TrainRegression - Train a regression model

Train a classifier from multiple images to perform regression.

Detailed description

This application trains a classifier from multiple input images or a csv file, in order to perform regression. Predictors are composed of pixel values in each band optionally centered and reduced using an XML statistics file produced by the ComputeImagesStatistics application.
The output value for each predictor is assumed to be the last band (or the last column for CSV files). Training and validation predictor lists are built such that their size is inferior to maximum bounds given by the user, and the proportion corresponds to the balance parameter.
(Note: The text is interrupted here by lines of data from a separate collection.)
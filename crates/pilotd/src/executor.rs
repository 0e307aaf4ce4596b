//! Action executor - the only place side effects happen.
//!
//! Dispatches over the closed `Action` vocabulary. Every handler checks its
//! collaborator's preconditions first and converts every failure into an
//! `ExecutionOutcome { success: false, error }`; nothing here ever panics or
//! lets an error escape. Raw plan actions go through `execute_raw`, which
//! turns an unknown type into the standard "Action type inconnu" outcome.

use crate::researcher::ProspectResearcher;
use crate::services::{SentEmail, Services};
use pilot_common::actions::{Action, ContactRef, ExecutionOutcome};
use pilot_common::leads::Lead;
use pilot_common::state::{EmailPreferences, ProgressCounter};
use pilot_common::store::PilotStore;
use pilot_common::LeadStore;
use serde_json::Value;
use std::sync::{Arc, Mutex};
use std::time::Duration;
use tracing::{info, warn};

/// Retries for the transient-failure-prone actions, within one brain cycle.
pub const MAX_RETRIES: u32 = 2;
const DEFAULT_RETRY_BACKOFF: Duration = Duration::from_secs(2);

/// Wire names of the action vocabulary, used to tell "unknown type" apart
/// from "known type, malformed params" when parsing plan actions.
const KNOWN_ACTION_TYPES: &[&str] = &[
    "search_leads",
    "enrich_leads",
    "push_to_crm",
    "generate_email",
    "send_email",
    "update_search_criteria",
    "update_goals",
    "record_learning",
];

pub struct ActionExecutor {
    store: Arc<Mutex<PilotStore>>,
    leads: Arc<Mutex<LeadStore>>,
    services: Services,
    researcher: Arc<ProspectResearcher>,
    retry_backoff: Duration,
}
Several classifier parameters can be set depending on the chosen classifier. In the validation process, the mean square error is computed This application is based on LibSVM and on OpenCV Machine Learning classifiers, and is compatible with OpenCV 2.3.1 and later.

Parameters

This section describes in details the parameters available for this application. Table [1] presents a summary of these parameters and the parameters keys to be used in command-line and programming languages. Application key is TrainRegression .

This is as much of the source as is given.